Итак, если не все сразу одинаково для всех и всегда и если не особо для каждого существует каждая вещь, то ясно, что сами вещи имеют некую собственную устойчивую сущность безотносительно к нам и независимо от нас и не по прихоти нашего воображения их влечет то туда, то сюда, но они возникают сами по себе, соответственно своей сущности.
Сократ пытается аргументировать, как любой типичный объективист против субъективистов, защищая здравый смысл от произвола фантазии. Здесь даже напрашиваются аналогии из науки, некая убежденность в существовании внешнего мира, подчиненного строгим физическим законам. Примерно так всё это можно трактовать, если иметь желание написать апологию Платона и его бессмертного величия. Но, к несчастью, речь идет не об этом. Первые же примеры в диалоге оказываются очень сомнительными. Он мог бы сказать, хотя бы, что лимон не вырастет сладким, а клубника соленой, ссылаясь на их природу. Но вместо этого он говорит о том, что для разрезания разных предметов люди используют разные ножи и разные методики нарезки. И поэтому для каждого предмета есть своя «природа разрезания». Как будто бы хлеб изначально задумывался под нож-хлеборезку, а если резать его тесаком для мяса, то это будет не просто неправильный выбор ножей (которые получили разные назначения по задумке их создателя-человека), но действие против самой природы хлеба. В мире изначально искусственных вещей (ножи, продукты) вдруг оказывается некая природа, причем Сократ даже не называет её рукотворной природой, он просто не делает различий. Добиться желаемой цели можно было бы, используя идею целеполагания, и тогда некоторые предметы действительно создавались с определенной целью, и если вилкой есть суп, то это будет считаться ошибкой. И дальше эта тема появится, но пока что этого в тексте нет! Почему-то Сократ решает использовать совершенно абсурдный пример с природой разрезания.
Согласившись с этим сократическим бредом, Гермоген следует за ним дальше, и уже через несколько шагов Сократ возвращается к самому началу. Здесь я снова приведу свою аналогию для иллюстрации мысли. Если мы жарим картошку по рецепту, и со строго определенной температурой, то у нас получится нормальная жаренная картошка, а тогда этот рецепт — истинная речь. Если же выбрать температуру поменьше, засыпать слишком много картошки, а вместо масла налить воды, то у нас выйдет варенная картошка на сковороде, а человек, который посоветовал этот метод — высказал ложную речь, которая не соответствует идее жаренной картошки.

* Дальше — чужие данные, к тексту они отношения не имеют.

//! Optional YAML configuration and its merge with command-line flags.
//!
//! ```yaml
//! # normalizer.yaml
//! default_utc_offset: "America/Chicago"
//! source_utc_offsets:
//!   www.athensreview.com: "America/Chicago"
//!   www.hawaiitribune-herald.com: "-10:00"
//! workers: 8
//! skip_prefix: "_"
//! ```
//!
//! Every key is optional. Command-line values win over the file. Zones are
//! either a fixed `±HH:MM` offset or an IANA name; prefer the name for
//! sources that observe daylight saving time.

use crate::cli::Cli;
use crate::error::ConfigError;
use crate::normalize::timestamp::SourceZone;
use crate::utils::bare_hostname;
use serde::Deserialize;
use std::collections::{BTreeMap, HashMap};
use std::path::{Path, PathBuf};
use tracing::{info, instrument};

/// Prefix of files in the input tree that are never collection units.
pub const DEFAULT_SKIP_PREFIX: &str = "_";

#[derive(Debug, Default, Clone, PartialEq, Deserialize)]
#[serde(default, deny_unknown_fields)]
pub struct NormalizerConfig {
    /// Zone applied to offset-less dates of sources without their own entry.
    pub default_utc_offset: Option<String>,
    /// Documented zone per source domain.
    pub source_utc_offsets: BTreeMap<String, String>,
    pub workers: Option<usize>,
    pub skip_prefix: Option<String>,
}

/// Fully resolved settings for one run.
#[derive(Debug, Clone)]
pub struct RunOptions {
    pub input_dir: PathBuf,
    pub output_dir: PathBuf,
    /// Source platform identifier written to the run summary.
    pub source: String,
    pub workers: usize,
    pub skip_prefix: String,
    pub default_zone: Option<SourceZone>,
    pub source_zones: HashMap<String, SourceZone>,
}

impl RunOptions {
    /// Documented time zone for `source_domain`, if any.
    pub fn zone_for(&self, source_domain: &str) -> Option<SourceZone> {
        self.source_zones
            .get(source_domain)
            .copied()
            .or(self.default_zone)
    }
}

/// Load a YAML config file.
#[instrument(level = "info", skip_all, fields(path = %path.display()))]
pub fn load_config(path: &Path) -> Result<NormalizerConfig, ConfigError> {
    let text = std::fs::read_to_string(path).map_err(|source| ConfigError::Io {
        path: path.to_path_buf(),
        source,
    })?;
    let config: NormalizerConfig =
        serde_yaml::from_str(&text).map_err(|source| ConfigError::Yaml {
            path: path.to_path_buf(),
            source,
        })?;
    info!(
        sources_with_zones = config.source_utc_offsets.len(),
        "Loaded configuration"
    );
    Ok(config)
}

impl NormalizerConfig {
    /// Merge with command-line arguments into [`RunOptions`].
    pub fn resolve(self, cli: &Cli) -> Result<RunOptions, ConfigError> {
        let zone = |s: &str| {
            SourceZone::parse(s).ok_or_else(|| ConfigError::InvalidTimeZone(s.to_string()))
        };

        let default_zone = cli
            .default_utc_offset
            .as_deref()
            .or(self.default_utc_offset.as_deref())
            .map(zone)
            .transpose()?;

        let source_zones = self
            .source_utc_offsets
            .iter()
            .map(|(source, value)| -> Result<_, ConfigError> {
                Ok((bare_hostname(source), zone(value.as_str())?))
            })
            .collect::<Result<HashMap<_, _>, _>>()?;

        let workers = cli
            .workers
            .or(self.workers)
            .filter(|w| *w > 0)
            .unwrap_or_else(default_workers);

        Ok(RunOptions {
            input_dir: cli.input_dir.clone(),
            output_dir: cli.output_dir.clone(),
            source: cli.source.clone(),
            workers,
            skip_prefix: self
                .skip_prefix
                .unwrap_or_else(|| DEFAULT_SKIP_PREFIX.to_string()),
            default_zone,
            source_zones,
        })
    }
}

/// One worker per available core.
pub fn default_workers() -> usize {
    std::thread::available_parallelism()
        .map(|n| n.get())
        .unwrap_or(1)
}

#[cfg(test)]
mod tests {
    use super::*;
    use chrono::FixedOffset;
    use clap::Parser;

    fn fixed_west(hours: i32) -> Option<SourceZone> {
        FixedOffset::west_opt(hours * 3600).map(SourceZone::Fixed)
    }

    fn cli(extra: &[&str]) -> Cli {
        let mut args = vec!["townnews_normalizer", "-i", "raw_news_data", "-o", "normalized_news"];
        args.extend_from_slice(extra);
        Cli::parse_from(args)
    }

    #[test]
    fn test_load_and_resolve_config() {
        let tmp = tempfile::tempdir().unwrap();
        let path = tmp.path().join("normalizer.yaml");
        std::fs::write(
            &path,
            "default_utc_offset: \"-06:00\"\nsource_utc_offsets:\n  WWW.Hawaii.com: \"-10:00\"\nworkers: 3\n",
        )
        .unwrap();

        let options = load_config(&path).unwrap().resolve(&cli(&[])).unwrap();
        assert_eq!(options.workers, 3);
        assert_eq!(options.skip_prefix, "_");
        assert_eq!(options.zone_for("www.hawaii.com"), fixed_west(10));
        assert_eq!(options.zone_for("elsewhere.com"), fixed_west(6));
    }

    #[test]
    fn test_cli_overrides_config() {
        let config = NormalizerConfig {
            default_utc_offset: Some("-06:00".to_string()),
            workers: Some(3),
            ..Default::default()
        };
        let options = config
            .resolve(&cli(&["--workers", "7", "--default-utc-offset", "+00:00"]))
            .unwrap();
        assert_eq!(options.workers, 7);
        assert_eq!(options.default_zone, FixedOffset::east_opt(0).map(SourceZone::Fixed));
    }

    #[test]
    fn test_defaults_without_config() {
        let options = NormalizerConfig::default().resolve(&cli(&[])).unwrap();
        assert!(options.workers >= 1);
        assert_eq!(options.default_zone, None);
        assert_eq!(options.zone_for("example.com"), None);
        assert_eq!(options.source, "townnews");
    }

    #[test]
    fn test_invalid_offset_is_an_error() {
        let config = NormalizerConfig {
            default_utc_offset: Some("Central".to_string()),
            ..Default::default()
        };
        assert!(matches!(
            config.resolve(&cli(&[])),
            Err(ConfigError::InvalidTimeZone(_))
        ));
    }

    #[test]
    fn test_named_zones_in_config() {
        let config: NormalizerConfig = serde_yaml::from_str(
            "default_utc_offset: America/Chicago\nsource_utc_offsets:\n  www.hawaiitribune-herald.com: Pacific/Honolulu\n",
        )
        .unwrap();
        let options = config.resolve(&cli(&[])).unwrap();
        assert_eq!(
            options.zone_for("www.hawaiitribune-herald.com"),
            Some(SourceZone::Named(chrono_tz::Pacific::Honolulu))
        );
        assert_eq!(
            options.zone_for("www.athensreview.com"),
            Some(SourceZone::Named(chrono_tz::America::Chicago))
        );
    }

    #[test]
    fn test_unknown_keys_are_rejected() {
        let tmp = tempfile::tempdir().unwrap();
        let path = tmp.path().join("bad.yaml");
        std::fs::write(&path, "wokers: 3\n").unwrap();
        assert!(matches!(load_config(&path), Err(ConfigError::Yaml { .. })));
    }
}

Но здесь говорится о сложных, осмысленных высказываниях, ведущих к какой-то цели (впрочем, это всё равно не о природе как Природе, а о человеческом искусстве и целеполагании, которое наконец-то появляется у Сократа). С этой итоговой целью, с результатом, можно соотносить эффективность всей цепочки действий. Но поскольку в самом начале мы допустили, что модель аргументов для речи — идентична той, что подходит для отдельного слова, то мы попадаем в ловушку, где «отдельное слово» = «цепочка аргументов», и оно должно соотносится с каким-то конкретным результатом. И будто бы слово тоже может быть истинным или ложным, и будто отдельное неверное слово может приводить к таким же проблемам, как при использовании воды ради жарки картошки. Гермоген не обращает на это внимание, потому что сейчас весь фокус смещен на связь слова и речи, как части и целого, и т.д. Поэтому дешевая манипуляция проходит на отлично.

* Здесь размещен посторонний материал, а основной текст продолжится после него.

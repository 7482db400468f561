//! Required/optional field contract for canonical articles.

use crate::models::CanonicalArticle;
use thiserror::Error;
use url::Url;

/// A fully assembled record that has not been checked yet.
///
/// Required strings are optional here so a missing value can be reported
/// instead of papered over with a sentinel. `keywords` and `author` are
/// already typed as a string sequence and an optional string by the reader,
/// so their type checks hold by construction.
#[derive(Debug, Clone, Default, PartialEq)]
pub struct ArticleCandidate {
    pub url: Option<String>,
    pub title: Option<String>,
    pub article_text: Option<String>,
    pub source_domain: Option<String>,
    pub first_seen_timestamp_gmt: i64,
    pub publication_date: Option<String>,
    pub publication_timestamp_gmt: Option<i64>,
    pub author: Option<String>,
    pub keywords: Vec<String>,
    pub image_url: Option<String>,
    pub excerpt: Option<String>,
    pub word_count: Option<u64>,
    pub metadata: Option<serde_json::Value>,
}

/// Why a candidate was excluded from output (`ValidationRejected`).
#[derive(Debug, Clone, PartialEq, Eq, Error)]
pub enum RejectionReason {
    #[error("required field `{0}` is missing or empty")]
    MissingField(&'static str),

    #[error("url `{0}` is not a well-formed absolute URL")]
    InvalidUrl(String),

    #[error("source_domain `{0}` is not a bare hostname")]
    InvalidSourceDomain(String),

    #[error("first_seen_timestamp_gmt must be a positive integer, got {0}")]
    InvalidFirstSeen(i64),

    #[error("publication_timestamp_gmt must be a positive integer, got {0}")]
    InvalidPublicationTimestamp(i64),
}

/// Check a candidate and turn it into a [`CanonicalArticle`].
///
/// Checks run in a fixed order and the first failure is returned:
/// required strings non-empty (`url`, `title`, `article_text`,
/// `source_domain`), `url` absolute with a host, `source_domain` a bare
/// hostname, `first_seen_timestamp_gmt` positive, then
/// `publication_timestamp_gmt` positive when present.
pub fn validate(candidate: ArticleCandidate) -> Result<CanonicalArticle, RejectionReason> {
    let url = required(candidate.url, "url")?;
    let title = required(candidate.title, "title")?;
    let article_text = required(candidate.article_text, "article_text")?;
    let source_domain = required(candidate.source_domain, "source_domain")?;

    match Url::parse(&url) {
        Ok(parsed) if parsed.has_host() && matches!(parsed.scheme(), "http" | "https") => {}
        _ => return Err(RejectionReason::InvalidUrl(url)),
    }
    if !is_bare_hostname(&source_domain) {
        return Err(RejectionReason::InvalidSourceDomain(source_domain));
    }
    if candidate.first_seen_timestamp_gmt <= 0 {
        return Err(RejectionReason::InvalidFirstSeen(
            candidate.first_seen_timestamp_gmt,
        ));
    }
    if let Some(ts) = candidate.publication_timestamp_gmt.filter(|ts| *ts <= 0) {
        return Err(RejectionReason::InvalidPublicationTimestamp(ts));
    }

    Ok(CanonicalArticle {
        url,
        title,
        article_text,
        source_domain,
        publication_date: candidate.publication_date,
        publication_timestamp_gmt: candidate.publication_timestamp_gmt,
        first_seen_timestamp_gmt: candidate.first_seen_timestamp_gmt,
        author: candidate.author.filter(|a| !a.trim().is_empty()),
        keywords: candidate.keywords,
        image_url: candidate.image_url,
        excerpt: candidate.excerpt,
        word_count: candidate.word_count,
        metadata: candidate.metadata,
    })
}

fn required(value: Option<String>, field: &'static str) -> Result<String, RejectionReason> {
    value
        .filter(|v| !v.trim().is_empty())
        .ok_or(RejectionReason::MissingField(field))
}

fn is_bare_hostname(s: &str) -> bool {
    s.split('.').all(|label| {
        !label.is_empty()
            && label
                .chars()
                .all(|c| c.is_alphanumeric() || c == '-')
    })
}

#[cfg(test)]
mod tests {
    use super::*;

    fn candidate() -> ArticleCandidate {
        ArticleCandidate {
            url: Some("https://www.athensreview.com/news/article_1.html".to_string()),
            title: Some("Council approves budget".to_string()),
            article_text: Some("The council met.".to_string()),
            source_domain: Some("www.athensreview.com".to_string()),
            first_seen_timestamp_gmt: 1_763_657_957,
            publication_date: Some("2025-11-20T14:30:00-06:00".to_string()),
            publication_timestamp_gmt: Some(1_763_670_600),
            author: Some("Jane Roe".to_string()),
            keywords: vec!["Politics".to_string()],
            ..Default::default()
        }
    }

    #[test]
    fn test_valid_candidate_passes() {
        let article = validate(candidate()).unwrap();
        assert_eq!(article.title, "Council approves budget");
        assert_eq!(article.publication_timestamp_gmt, Some(1_763_670_600));
        assert_eq!(article.keywords, vec!["Politics"]);
    }

    #[test]
    fn test_missing_required_fields_in_order() {
        let mut c = candidate();
        c.url = None;
        c.title = Some("  ".to_string());
        assert_eq!(validate(c), Err(RejectionReason::MissingField("url")));

        let mut c = candidate();
        c.title = Some("  ".to_string());
        assert_eq!(validate(c), Err(RejectionReason::MissingField("title")));

        let mut c = candidate();
        c.article_text = Some(String::new());
        assert_eq!(validate(c), Err(RejectionReason::MissingField("article_text")));

        let mut c = candidate();
        c.source_domain = None;
        assert_eq!(validate(c), Err(RejectionReason::MissingField("source_domain")));
    }

    #[test]
    fn test_relative_or_odd_urls_are_rejected() {
        for bad in ["/news/article_1.html", "mailto:desk@example.com", "not a url"] {
            let mut c = candidate();
            c.url = Some(bad.to_string());
            assert_eq!(validate(c), Err(RejectionReason::InvalidUrl(bad.to_string())));
        }
    }

    #[test]
    fn test_source_domain_must_be_bare() {
        let mut c = candidate();
        c.source_domain = Some("https://example.com".to_string());
        assert!(matches!(
            validate(c),
            Err(RejectionReason::InvalidSourceDomain(_))
        ));
    }

    #[test]
    fn test_timestamps_must_be_positive() {
        let mut c = candidate();
        c.first_seen_timestamp_gmt = 0;
        assert_eq!(validate(c), Err(RejectionReason::InvalidFirstSeen(0)));

        let mut c = candidate();
        c.publication_timestamp_gmt = Some(-5);
        assert_eq!(
            validate(c),
            Err(RejectionReason::InvalidPublicationTimestamp(-5))
        );
    }

    #[test]
    fn test_null_optionals_are_fine() {
        let mut c = candidate();
        c.publication_date = None;
        c.publication_timestamp_gmt = None;
        c.author = Some("   ".to_string());
        c.keywords.clear();
        let article = validate(c).unwrap();
        assert_eq!(article.publication_timestamp_gmt, None);
        assert_eq!(article.author, None);
        assert!(article.keywords.is_empty());
    }
}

Имя как инструмент и фигура Законодателя
Следующая аналогия у Сократа развивается через идею всё той же нарезки. Для любого подобного действия нужен некий предмет, орудие. Здесь это нож, лезвие. Для того чтобы что-то сверлить нужно сверло. Чтобы что-то ткать нужен челнок. А чтобы что-то назвать нужно имя (уже здесь можно лопнуть от смеха, если ещё не появился иммунитет от бредней Платона, я бы лучше добавил ещё: чтобы срать нужна жопа, и создал на этой основе ещё один диалог). Поэтому наименования объявляются орудием, чем-то на уровне молотка. Вопрос теперь в том, как происходит процесс труда в этом нашем ремесле. С ножом или сверлом всё ясно, а вот как же прилагается орудие-имя к предмету, как происходит процесс наименования?
Сократ заходит ещё дальше, и спрашивает кто создал сверло для сверлильщика, нож для повара и челнок для ткача? Понятно, что это разные мастера и кузнецы. А вот кто создал инструмент для учителя, который пользуется словом? Кто создатель самих слов? Сократ предлагает для начала версию, что этим создателем мог быть Закон, за которым стоит конкретный Законодатель. Правда, это тоже вид деятельности, а значит этим может заниматься только специально обученный профессионал. Уже здесь идут намеки на то, что этот законодатель — сам Бог, но пока ещё робкие. Сократ предлагает представить по аналогии с другими мастерами, на что бы обращал внимание этот законодатель, создавая свой инструмент.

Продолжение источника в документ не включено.